Task item
Take the lines below beginning at the line that has "back to Pending." and stopping after the line that has "pub(crate) fn set_render(&mut", and print them exactly as they are, with no other lines.

[Input data — start]

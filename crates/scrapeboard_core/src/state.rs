use crate::{Field, PanelForms, PanelId, PanelOutput};

/// Per-panel recency token. Tokens increase monotonically per panel; a
/// completion is applied only when its token matches the panel's most
/// recently issued one, so out-of-order completions for superseded requests
/// are discarded without needing cancellation.
pub type RequestToken = u64;

/// Lifecycle of one panel's request. Success and Failure are terminal until
/// the next submission, which moves the panel straight back to Pending.
#[derive(Debug, Clone, PartialEq, Default)]
pub enum PanelState {
    #[default]
    Idle,
    Pending,
    Success(PanelOutput),
    Failure(String),
}

#[derive(Debug, Clone, PartialEq, Default)]
struct PanelSlot {
    state: PanelState,
    last_issued: RequestToken,
}

/// Whole-console state: one slot per panel plus the current form values.
/// Panels are fully independent; nothing here is shared across them.
#[derive(Debug, Clone, PartialEq, Default)]
pub struct ConsoleState {
    forms: PanelForms,
    slots: [PanelSlot; PanelId::ALL.len()],
    dirty: bool,
}

impl ConsoleState {
    pub fn new() -> Self {
        Self::default()
    }

    pub fn forms(&self) -> &PanelForms {
        &self.forms
    }

    pub fn panel_state(&self, panel: PanelId) -> &PanelState {
        &self.slots[panel.index()].state
    }

    /// Most recently issued token for the panel, or 0 if it never submitted.
    pub fn last_issued(&self, panel: PanelId) -> RequestToken {
        self.slots[panel.index()].last_issued
    }

    /// Returns whether a re-render is due, and resets the flag.
    pub fn consume_dirty(&mut self) -> bool {
        std::mem::take(&mut self.dirty)
    }

    pub(crate) fn edit_field(&mut self, panel: PanelId, field: Field, value: String) {
        if self.forms.apply_edit(panel, field, value) {
            self.dirty = true;
        }
    }

    pub(crate) fn set_render(&mut self, render: bool) {
        self.forms.url_test.render = render;
        self.dirty = true;
    }

    /// Issues a fresh token and enters Pending, dropping any prior payload
    /// or error message so a stale result can never flash alongside the new
    /// request. Any request still outstanding is superseded by the new token.
    pub(crate) fn begin_request(&mut self, panel: PanelId) -> RequestToken {
        let slot = &mut self.slots[panel.index()];
        slot.last_issued += 1;
        slot.state = PanelState::Pending;
        self.dirty = true;
        slot.last_issued
    }

    /// Applies a completion if it belongs to the panel's current in-flight
    /// request. Returns false when the completion was stale and discarded.
    pub(crate) fn apply_completion(
        &mut self,
        panel: PanelId,
        token: RequestToken,
        result: Result<PanelOutput, String>,
    ) -> bool {
        let slot = &mut self.slots[panel.index()];
        if token != slot.last_issued || slot.state != PanelState::Pending {
            return false;
        }
        slot.state = match result {
            Ok(output) => PanelState::Success(output),
            Err(message) => PanelState::Failure(message),
        };
        self.dirty = true;
        true
    }
}
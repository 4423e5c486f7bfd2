/// One discovered selector together with the sample data it matched.
#[derive(Debug, Clone, PartialEq, Eq)]
pub struct SelectorHit {
    pub selector: String,
    pub data: String,
}

/// Decoded success payload for one panel's request. The shape is fixed per
/// panel; the client crate is responsible for producing the variant that
/// matches the panel it decoded for.
#[derive(Debug, Clone, PartialEq)]
pub enum PanelOutput {
    UrlTest {
        status: u16,
        latency: f64,
        charset: String,
    },
    SelectorDiscover {
        hits: Vec<SelectorHit>,
    },
    SelectorExplain {
        explanation: String,
    },
    SelectorRepair {
        suggestion: String,
    },
    SpiderScaffold {
        spider_code: String,
        item_code: String,
    },
    CrawlRun {
        stdout: String,
        stderr: String,
    },
}
//! Scrapeboard client: request execution against the scraping service and
//! the background bridge that delivers completions to a synchronous caller.
mod bridge;
mod decode;
mod transport;
mod types;

pub use bridge::ClientHandle;
pub use transport::{ClientSettings, ReqwestTransport, Transport, DEFAULT_BASE_URL};
pub use types::{ApiError, ApiErrorKind, ClientEvent};
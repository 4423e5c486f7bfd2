use crate::{ConsoleState, PanelId, PanelOutput, PanelState};

#[derive(Debug, Clone, PartialEq, Default)]
pub struct ConsoleViewModel {
    pub panels: Vec<PanelView>,
}

/// Projection of one panel for the display layer. Pure data; building it
/// never mutates the state, so rendering twice yields identical output.
#[derive(Debug, Clone, PartialEq)]
pub struct PanelView {
    pub panel: PanelId,
    pub title: &'static str,
    pub busy: bool,
    pub submit_enabled: bool,
    pub body: PanelBody,
}

#[derive(Debug, Clone, PartialEq)]
pub enum PanelBody {
    Empty,
    Loading,
    Error(String),
    Report(Vec<ReportSection>),
}

#[derive(Debug, Clone, PartialEq, Eq)]
pub struct ReportSection {
    pub heading: &'static str,
    pub lines: Vec<String>,
}

impl ConsoleState {
    pub fn view(&self) -> ConsoleViewModel {
        ConsoleViewModel {
            panels: PanelId::ALL
                .iter()
                .map(|&panel| self.panel_view(panel))
                .collect(),
        }
    }

    pub fn panel_view(&self, panel: PanelId) -> PanelView {
        let state = self.panel_state(panel);
        let busy = matches!(state, PanelState::Pending);
        let body = match state {
            PanelState::Idle => PanelBody::Empty,
            PanelState::Pending => PanelBody::Loading,
            PanelState::Success(output) => PanelBody::Report(report(output)),
            PanelState::Failure(message) => PanelBody::Error(message.clone()),
        };
        PanelView {
            panel,
            title: panel.title(),
            busy,
            submit_enabled: !busy,
            body,
        }
    }
}

fn report(output: &PanelOutput) -> Vec<ReportSection> {
    match output {
        PanelOutput::UrlTest {
            status,
            latency,
            charset,
        } => vec![ReportSection {
            heading: "Result",
            lines: vec![
                format!("Status: {status}"),
                format!("Latency: {latency:.2} seconds"),
                format!("Charset: {charset}"),
            ],
        }],
        PanelOutput::SelectorDiscover { hits } => vec![ReportSection {
            heading: "Discovered Selectors",
            lines: hits
                .iter()
                .map(|hit| format!("{}: {}", hit.selector, hit.data))
                .collect(),
        }],
        PanelOutput::SelectorExplain { explanation } => vec![ReportSection {
            heading: "Explanation",
            lines: text_lines(explanation),
        }],
        PanelOutput::SelectorRepair { suggestion } => vec![ReportSection {
            heading: "Suggestion",
            lines: text_lines(suggestion),
        }],
        PanelOutput::SpiderScaffold {
            spider_code,
            item_code,
        } => vec![
            ReportSection {
                heading: "Spider Code",
                lines: text_lines(spider_code),
            },
            ReportSection {
                heading: "Item Code",
                lines: text_lines(item_code),
            },
        ],
        PanelOutput::CrawlRun { stdout, stderr } => {
            // Mirror the console layout: a stream section only appears when
            // the crawl actually wrote to that stream.
            let mut sections = Vec::new();
            if !stdout.is_empty() {
                sections.push(ReportSection {
                    heading: "Stdout",
                    lines: text_lines(stdout),
                });
            }
            if !stderr.is_empty() {
                sections.push(ReportSection {
                    heading: "Stderr",
                    lines: text_lines(stderr),
                });
            }
            sections
        }
    }
}

fn text_lines(text: &str) -> Vec<String> {
    text.lines().map(str::to_owned).collect()
}
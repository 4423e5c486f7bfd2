//! Scrapeboard core: pure panel state machine and view-model helpers.
mod effect;
mod msg;
mod output;
mod panel;
mod request;
mod state;
mod update;
mod view_model;

pub use effect::Effect;
pub use msg::Msg;
pub use output::{PanelOutput, SelectorHit};
pub use panel::{
    CrawlForm, DiscoverForm, ExplainForm, Field, PanelForms, PanelId, RepairForm, ScaffoldForm,
    UrlTestForm,
};
pub use request::{request_spec, HttpMethod, RequestSpec};
pub use state::{ConsoleState, PanelState, RequestToken};
pub use update::update;
pub use view_model::{ConsoleViewModel, PanelBody, PanelView, ReportSection};
#[derive(Debug, Deserialize)]
struct ChatResponse {
    #[serde(default)]
    choices: Vec<Choice>,
}

#[derive(Debug, Deserialize)]
struct Choice {
    #[serde(default)]
    message: Option<ResponseMessage>,
}

#[derive(Debug, Deserialize)]
struct ResponseMessage {
    #[serde(default)]
    content: Option<String>,
}

// ── Classification ───────────────────────────────────────────────────────

/// Classify an HTTP response by status and body.
pub fn classify_response(status: StatusCode, body: &str) -> InferenceOutcome {
    if status == StatusCode::TOO_MANY_REQUESTS {
        return InferenceOutcome::RateLimited {
            detail: format!("HTTP {}", status),
        };
    }

    if status != StatusCode::OK {
        return InferenceOutcome::transient(format!(
            "HTTP {}: {}",
            status,
            preview(body)
        ));
    }

    match serde_json::from_str::<ChatResponse>(body) {
        Ok(parsed) => match parsed.choices.into_iter().next() {
            Some(choice) => InferenceOutcome::Text(
                choice
                    .message
                    .and_then(|m| m.content)
                    .unwrap_or_default(),
            ),
            None => InferenceOutcome::transient("response contained no choices"),
        },
        Err(e) => InferenceOutcome::transient(format!("malformed response body: {}", e)),
    }
}

/// Classify a `reqwest` failure that happened before a status was available.
pub fn classify_transport_error(e: &reqwest::Error) -> InferenceOutcome {
    if e.is_builder() {
        InferenceOutcome::Fatal {
            detail: format!("invalid request: {}", e),
        }
    } else if e.is_timeout() {
        InferenceOutcome::Transient {
            detail: format!("request timed out: {}", e),
            timed_out: true,
        }
    } else {
        InferenceOutcome::transient(format!("request failed: {}", e))
    }
}

fn preview(body: &str) -> String {
    let trimmed = body.trim();
    if trimmed.chars().count() > ERROR_BODY_PREVIEW_CHARS {
        let head: String = trimmed.chars().take(ERROR_BODY_PREVIEW_CHARS).collect();
        format!("{}\u{2026}", head)
    } else {
        trimmed.to_string()
    }
}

[Input data — finish]

Result of this exercise
/// the next submission, which moves the panel straight back to Pending.
#[derive(Debug, Clone, PartialEq, Default)]
pub enum PanelState {
    #[default]
    Idle,
    Pending,
    Success(PanelOutput),
    Failure(String),
}

#[derive(Debug, Clone, PartialEq, Default)]
struct PanelSlot {
    state: PanelState,
    last_issued: RequestToken,
}

/// Whole-console state: one slot per panel plus the current form values.
/// Panels are fully independent; nothing here is shared across them.
#[derive(Debug, Clone, PartialEq, Default)]
pub struct ConsoleState {
    forms: PanelForms,
    slots: [PanelSlot; PanelId::ALL.len()],
    dirty: bool,
}

impl ConsoleState {
    pub fn new() -> Self {
        Self::default()
    }

    pub fn forms(&self) -> &PanelForms {
        &self.forms
    }

    pub fn panel_state(&self, panel: PanelId) -> &PanelState {
        &self.slots[panel.index()].state
    }

    /// Most recently issued token for the panel, or 0 if it never submitted.
    pub fn last_issued(&self, panel: PanelId) -> RequestToken {
        self.slots[panel.index()].last_issued
    }

    /// Returns whether a re-render is due, and resets the flag.
    pub fn consume_dirty(&mut self) -> bool {
        std::mem::take(&mut self.dirty)
    }

    pub(crate) fn edit_field(&mut self, panel: PanelId, field: Field, value: String) {
        if self.forms.apply_edit(panel, field, value) {
            self.dirty = true;
        }
    }

    pub(crate) fn set_render(&mut self, render: bool) {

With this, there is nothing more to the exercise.